▸ **WORK ITEM**
Look below for the line holding "mod header;" and the line holding "pub fn draw(frame: &mut Frame, app: &App)". Transcribe exactly those lines and all lines between them, nothing more.

▸ **INPUT FOR THIS TASK**
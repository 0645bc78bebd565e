//! Error dialog component

use super::base::{render_dialog, DialogConfig};
use ratatui::{
    style::{Color, Modifier, Style},
    text::Span,
    Frame,
};

/// Render the oldest queued error, noting how many more are waiting
pub fn render_error_dialog(frame: &mut Frame, error_message: &str, queued: usize) {
    let title = if queued > 1 {
        format!("Error (1 of {queued})")
    } else {
        "Error".to_string()
    };
    let key = Style::default()
        .fg(Color::Cyan)
        .add_modifier(Modifier::BOLD);
    let hint = vec![
        Span::raw("Press "),
        Span::styled("Enter", key),
        Span::raw(" or "),
        Span::styled("Esc", key),
        Span::raw(" to dismiss"),
    ];

    render_dialog(
        frame,
        DialogConfig {
            title: &title,
            title_color: Color::Red,
            border_color: Color::Red,
            message: error_message,
            hint: Some(hint),
            max_width: 60,
        },
    );
}
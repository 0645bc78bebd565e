//! Formflow - form definitions and the builder session that edits them
//!
//! The [`form`] module holds the document model and every mutation on it,
//! [`state`] the interactive builder session, and [`config`] user settings.

pub mod config;
pub mod form;
pub mod state;
fn serialize_published<S: Serializer>(
    state: &PublishState,
    serializer: S,
) -> Result<S::Ok, S::Error> {
    serializer.serialize_bool(*state == PublishState::Published)
}
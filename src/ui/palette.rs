//! Field type palette

use super::widgets::{pane_block, render_scrollable_list};
use crate::app::App;
use formflow_tui::form::FieldType;
use formflow_tui::state::{DragSource, Pane};
use ratatui::{
    layout::Rect,
    style::{Color, Modifier, Style},
    text::{Line, Span},
    widgets::{List, ListItem},
    Frame,
};

pub fn draw(frame: &mut Frame, area: Rect, app: &App) {
    let state = &app.state;
    let focused = state.pane == Pane::Palette;
    let dragged = match state.session.drag() {
        Some(DragSource::Palette(field_type)) => Some(*field_type),
        _ => None,
    };

    let items: Vec<ListItem> = FieldType::ALL
        .iter()
        .map(|field_type| {
            let style = if dragged == Some(*field_type) {
                Style::default().fg(Color::Yellow)
            } else {
                Style::default().fg(Color::White)
            };
            ListItem::new(Line::from(vec![
                Span::styled(format!(" {} ", field_type.icon()), Style::default().fg(Color::Cyan)),
                Span::styled(field_type.label(), style),
            ]))
        })
        .collect();

    let highlight = if focused {
        Style::default()
            .bg(Color::DarkGray)
            .add_modifier(Modifier::BOLD)
    } else {
        Style::default()
    };
    let list = List::new(items)
        .block(pane_block("Fields", focused))
        .highlight_style(highlight);

    render_scrollable_list(frame, area, list, Some(state.palette_index), 0);
}
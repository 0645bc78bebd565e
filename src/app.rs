//! Application state and core logic

use crate::platform::is_command;
use crate::ui::layout::BuilderLayout;
use anyhow::Result;
use crossterm::event::{
    KeyCode, KeyEvent, KeyEventKind, MouseButton, MouseEvent, MouseEventKind,
};
use formflow_tui::config::FormflowConfig;
use formflow_tui::form::{FieldType, UuidGenerator};
use formflow_tui::state::{AppState, EditorProperty, HeaderField, Pane};
use ratatui::layout::Rect;

/// Main application struct
pub struct App {
    /// Current application state
    pub state: AppState,
    /// Configuration the session started with
    config: FormflowConfig,
    ids: UuidGenerator,
    /// Whether the app should quit
    quit: bool,
    /// Terminal size for hit-testing (height, width)
    pub terminal_size: Option<(u16, u16)>,
}

impl App {
    pub fn new(config: FormflowConfig) -> Self {
        let mut ids = UuidGenerator;
        let state = AppState::new(&config, &mut ids);
        tracing::info!("editing form {}", state.document().id());

        Self {
            state,
            config,
            ids,
            quit: false,
            terminal_size: None,
        }
    }

    /// Check if app should quit
    pub fn should_quit(&self) -> bool {
        self.quit
    }

    /// Configuration with this session's preferences applied, if any of
    /// them differ from what was loaded
    pub fn changed_config(&self) -> Option<FormflowConfig> {
        let updated = FormflowConfig {
            show_preview: Some(self.state.show_preview),
            ..self.config.clone()
        };
        (updated.show_preview() != self.config.show_preview()).then_some(updated)
    }

    /// Record the terminal size and keep the canvas cursor on screen
    pub fn resize(&mut self, width: u16, height: u16) {
        self.terminal_size = Some((height, width));
        let rows = self.layout().canvas_rows();
        self.state.ensure_canvas_visible(rows);
    }

    fn layout(&self) -> BuilderLayout {
        let (height, width) = self.terminal_size.unwrap_or((24, 80));
        BuilderLayout::new(Rect::new(0, 0, width, height), self.state.show_preview)
    }

    /// Handle a key event
    pub fn handle_key(&mut self, key: KeyEvent) -> Result<()> {
        if key.kind != KeyEventKind::Press {
            return Ok(());
        }

        // Handle error dialog dismissal first (modal)
        if self.state.has_errors() {
            if matches!(key.code, KeyCode::Enter | KeyCode::Esc) {
                self.state.dismiss_error();
            }
            return Ok(());
        }

        // Handle delete confirmation (modal)
        if self.state.pending_delete.is_some() {
            self.handle_delete_dialog_key(key);
            return Ok(());
        }

        // Handle template picker (modal)
        if self.state.template_picker.is_some() {
            self.handle_template_dialog_key(key);
            return Ok(());
        }

        // Clear any status messages on key press
        self.state.status_message = None;

        if is_command(&key) {
            if let KeyCode::Char(c) = key.code {
                self.handle_command_key(c);
            }
            return Ok(());
        }

        match key.code {
            KeyCode::Tab => {
                self.state.cancel_drag(&mut self.ids);
                self.state.next_pane();
                return Ok(());
            }
            KeyCode::BackTab => {
                self.state.cancel_drag(&mut self.ids);
                self.state.prev_pane();
                return Ok(());
            }
            _ => {}
        }

        match self.state.pane {
            Pane::Header => self.handle_header_key(key),
            Pane::Palette => self.handle_palette_key(key),
            Pane::Canvas => self.handle_canvas_key(key),
            Pane::Editor => self.handle_editor_key(key),
        }
        Ok(())
    }

    /// Shortcuts that work from every pane
    fn handle_command_key(&mut self, c: char) {
        match c.to_ascii_lowercase() {
            'c' => self.quit = true,
            's' => self.state.publish(),
            'u' => self.state.unpublish(),
            'l' => {
                let link = self.state.share_link();
                tracing::info!("share link: {link}");
                self.copy_to_clipboard(&link, "share link");
            }
            'e' => match self.state.document().snapshot_json() {
                Ok(json) => {
                    tracing::info!("exported form {}", self.state.document().id());
                    self.copy_to_clipboard(&json, "form JSON");
                }
                Err(err) => self.state.push_error(format!("Could not export form: {err}")),
            },
            'p' => self.state.toggle_preview(),
            't' => {
                self.state.cancel_drag(&mut self.ids);
                self.state.open_template_picker();
            }
            _ => {}
        }
    }

    fn handle_header_key(&mut self, key: KeyEvent) {
        match key.code {
            KeyCode::Up | KeyCode::Down | KeyCode::Enter => self.state.header_field.toggle(),
            KeyCode::Backspace => self.state.header_backspace(),
            KeyCode::Esc => self.state.focus(Pane::Palette),
            KeyCode::Char(c) => self.state.header_input_char(c),
            _ => {}
        }
    }

    fn handle_palette_key(&mut self, key: KeyEvent) {
        match key.code {
            KeyCode::Up | KeyCode::Char('k') => self.state.palette_up(),
            KeyCode::Down | KeyCode::Char('j') => self.state.palette_down(),
            KeyCode::Enter => self.state.palette_add(&mut self.ids),
            KeyCode::Char(' ') => self.state.palette_drag_start(),
            KeyCode::Char('q') => self.quit = true,
            _ => {}
        }
    }

    fn handle_canvas_key(&mut self, key: KeyEvent) {
        if self.state.session.is_dragging() {
            match key.code {
                KeyCode::Up | KeyCode::Char('k') => self.state.canvas_up(),
                KeyCode::Down | KeyCode::Char('j') => self.state.canvas_down(),
                KeyCode::Char(' ') | KeyCode::Enter => {
                    self.state.canvas_grab_or_drop(&mut self.ids)
                }
                KeyCode::Esc => self.state.cancel_drag(&mut self.ids),
                _ => {}
            }
            return;
        }

        match key.code {
            KeyCode::Up | KeyCode::Char('k') => self.state.canvas_up(),
            KeyCode::Down | KeyCode::Char('j') => self.state.canvas_down(),
            KeyCode::Char(' ') => self.state.canvas_grab_or_drop(&mut self.ids),
            KeyCode::Enter => {
                if let Some(id) = self.state.field_id_at(self.state.canvas_index) {
                    self.state.select_field(&id);
                    self.state.focus(Pane::Editor);
                }
            }
            KeyCode::Char('d') | KeyCode::Delete => self.state.request_delete(),
            KeyCode::Char('q') => self.quit = true,
            _ => {}
        }
    }

    fn handle_editor_key(&mut self, key: KeyEvent) {
        let state = &mut self.state;
        let focused = state.editor.focused(&state.session);
        let on_options = matches!(
            focused,
            Some(EditorProperty::Option(_) | EditorProperty::AddOption)
        );

        let result = match key.code {
            KeyCode::Up => state.editor.prev(&mut state.session),
            KeyCode::Down => state.editor.next(&mut state.session),
            KeyCode::Left | KeyCode::Right if focused == Some(EditorProperty::Type) => {
                let forward = key.code == KeyCode::Right;
                state
                    .editor
                    .cycle_type(&mut state.session, forward, &mut self.ids)
            }
            KeyCode::Enter => state.editor.activate(&mut state.session, &mut self.ids),
            KeyCode::Char(' ') if !focused.is_some_and(|p| p.is_text()) => {
                state.editor.activate(&mut state.session, &mut self.ids)
            }
            KeyCode::Char('+') if on_options => {
                state.editor.add_option(&mut state.session, &mut self.ids)
            }
            KeyCode::Char('-') if on_options => state.editor.remove_option(&mut state.session),
            KeyCode::Backspace => state.editor.backspace(&mut state.session),
            KeyCode::Esc => {
                state.focus(Pane::Canvas);
                Ok(())
            }
            KeyCode::Char(c) => state.editor.input_char(&mut state.session, c),
            _ => Ok(()),
        };
        state.report(result);
    }

    fn handle_delete_dialog_key(&mut self, key: KeyEvent) {
        match key.code {
            KeyCode::Up | KeyCode::Down | KeyCode::Left | KeyCode::Right | KeyCode::Tab => {
                self.state.toggle_delete_option()
            }
            KeyCode::Enter => self.state.resolve_delete(),
            KeyCode::Esc => self.state.pending_delete = None,
            _ => {}
        }
    }

    fn handle_template_dialog_key(&mut self, key: KeyEvent) {
        match key.code {
            KeyCode::Up | KeyCode::Char('k') => self.state.template_up(),
            KeyCode::Down | KeyCode::Char('j') => self.state.template_down(),
            KeyCode::Enter => self.state.apply_template(&mut self.ids),
            KeyCode::Esc => self.state.template_picker = None,
            _ => {}
        }
    }

    /// Handle a mouse event: press starts a drag, release drops it
    pub fn handle_mouse(&mut self, mouse: MouseEvent) -> Result<()> {
        if self.state.has_errors()
            || self.state.pending_delete.is_some()
            || self.state.template_picker.is_some()
        {
            return Ok(());
        }

        let layout = self.layout();
        let (column, row) = (mouse.column, mouse.row);

        match mouse.kind {
            MouseEventKind::Down(MouseButton::Left) => {
                self.state.status_message = None;
                match layout.pane_at(column, row) {
                    Some(Pane::Palette) => {
                        self.state.focus(Pane::Palette);
                        let hit = layout.palette_row_at(column, row);
                        if let Some(index) = hit.filter(|i| *i < FieldType::ALL.len()) {
                            self.state.palette_index = index;
                            self.state.palette_drag_start_with(FieldType::ALL[index]);
                        }
                    }
                    Some(Pane::Canvas) => {
                        self.state.focus(Pane::Canvas);
                        let hit = layout.canvas_row_at(column, row, self.state.canvas_offset);
                        if let Some(index) = hit.filter(|i| *i < self.state.document().len()) {
                            self.state.canvas_index = index;
                            self.state.canvas_grab_or_drop(&mut self.ids);
                        }
                    }
                    Some(Pane::Header) => {
                        self.state.focus(Pane::Header);
                        self.state.header_field = if row <= layout.header.y + 1 {
                            HeaderField::Title
                        } else {
                            HeaderField::Description
                        };
                    }
                    Some(Pane::Editor) => self.state.focus(Pane::Editor),
                    None => {}
                }
            }
            MouseEventKind::Drag(MouseButton::Left) if self.state.session.is_dragging() => {
                let hit = layout.canvas_row_at(column, row, self.state.canvas_offset);
                if let Some(index) = hit {
                    self.state.canvas_index = index.min(self.state.document().len());
                }
            }
            MouseEventKind::Up(MouseButton::Left) if self.state.session.is_dragging() => {
                let target = if layout.pane_at(column, row) == Some(Pane::Canvas) {
                    let len = self.state.document().len();
                    let hit = layout.canvas_row_at(column, row, self.state.canvas_offset);
                    Some(hit.unwrap_or(len).min(len))
                } else {
                    None
                };
                self.state.drop_at(target, &mut self.ids);
            }
            MouseEventKind::ScrollUp => match layout.pane_at(column, row) {
                Some(Pane::Palette) => self.state.palette_up(),
                Some(Pane::Canvas) => self.state.canvas_up(),
                _ => {}
            },
            MouseEventKind::ScrollDown => match layout.pane_at(column, row) {
                Some(Pane::Palette) => self.state.palette_down(),
                Some(Pane::Canvas) => self.state.canvas_down(),
                _ => {}
            },
            _ => {}
        }

        let rows = layout.canvas_rows();
        self.state.ensure_canvas_visible(rows);
        Ok(())
    }

    /// Copy `text` and report the outcome in the status bar or error queue
    fn copy_to_clipboard(&mut self, text: &str, what: &str) {
        match set_clipboard(text) {
            Ok(()) => self.state.status_message = Some(format!("Copied {what}")),
            Err(err) => {
                tracing::warn!("clipboard unavailable: {err:#}");
                self.state
                    .push_error(format!("Could not copy {what} to the clipboard: {err}"));
            }
        }
    }
}

fn set_clipboard(text: &str) -> Result<()> {
    use arboard::Clipboard;
    let mut clipboard = Clipboard::new()?;
    clipboard.set_text(text)?;
    Ok(())
}
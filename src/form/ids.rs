//! Identifier generation

use uuid::Uuid;

/// Source of unique string identifiers for fields, options and forms.
/// Implementations must never hand out the same id twice.
#[cfg_attr(test, mockall::automock)]
pub trait IdGenerator {
    fn next_id(&mut self) -> String;
}

/// Random v4 UUIDs
#[derive(Debug, Clone, Copy, Default)]
pub struct UuidGenerator;

impl IdGenerator for UuidGenerator {
    fn next_id(&mut self) -> String {
        Uuid::new_v4().to_string()
    }
}
//! UI module for rendering the TUI

mod canvas;
mod components;
mod editor;
mod header;
pub mod layout;
mod palette;
mod preview;
mod widgets;

use crate::app::App;
use components::{render_confirm_dialog, render_error_dialog, render_template_dialog};
use layout::BuilderLayout;
use ratatui::Frame;

/// Main draw function
pub fn draw(frame: &mut Frame, app: &App) {
    let layout = BuilderLayout::new(frame.area(), app.state.show_preview);

    header::draw(frame, layout.header, app);
    palette::draw(frame, layout.palette, app);
    canvas::draw(frame, layout.canvas, app);
    editor::draw(frame, layout.editor, app);
    if let Some(area) = layout.preview {
        preview::draw(frame, area, app);
    }
    layout::draw_status_bar(frame, layout.status, app);

    // Modals, topmost last
    if let Some(index) = app.state.template_picker {
        render_template_dialog(frame, index);
    }
    if let Some(pending) = &app.state.pending_delete {
        render_confirm_dialog(frame, pending);
    }
    if let Some(message) = app.state.current_error() {
        render_error_dialog(frame, message, app.state.error_count());
    }
}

▸ **SOLUTION FOR THIS PROBLEM**
mod header;
pub mod layout;
mod palette;
mod preview;
mod widgets;

use crate::app::App;
use components::{render_confirm_dialog, render_error_dialog, render_template_dialog};
use layout::BuilderLayout;
use ratatui::Frame;

/// Main draw function
pub fn draw(frame: &mut Frame, app: &App) {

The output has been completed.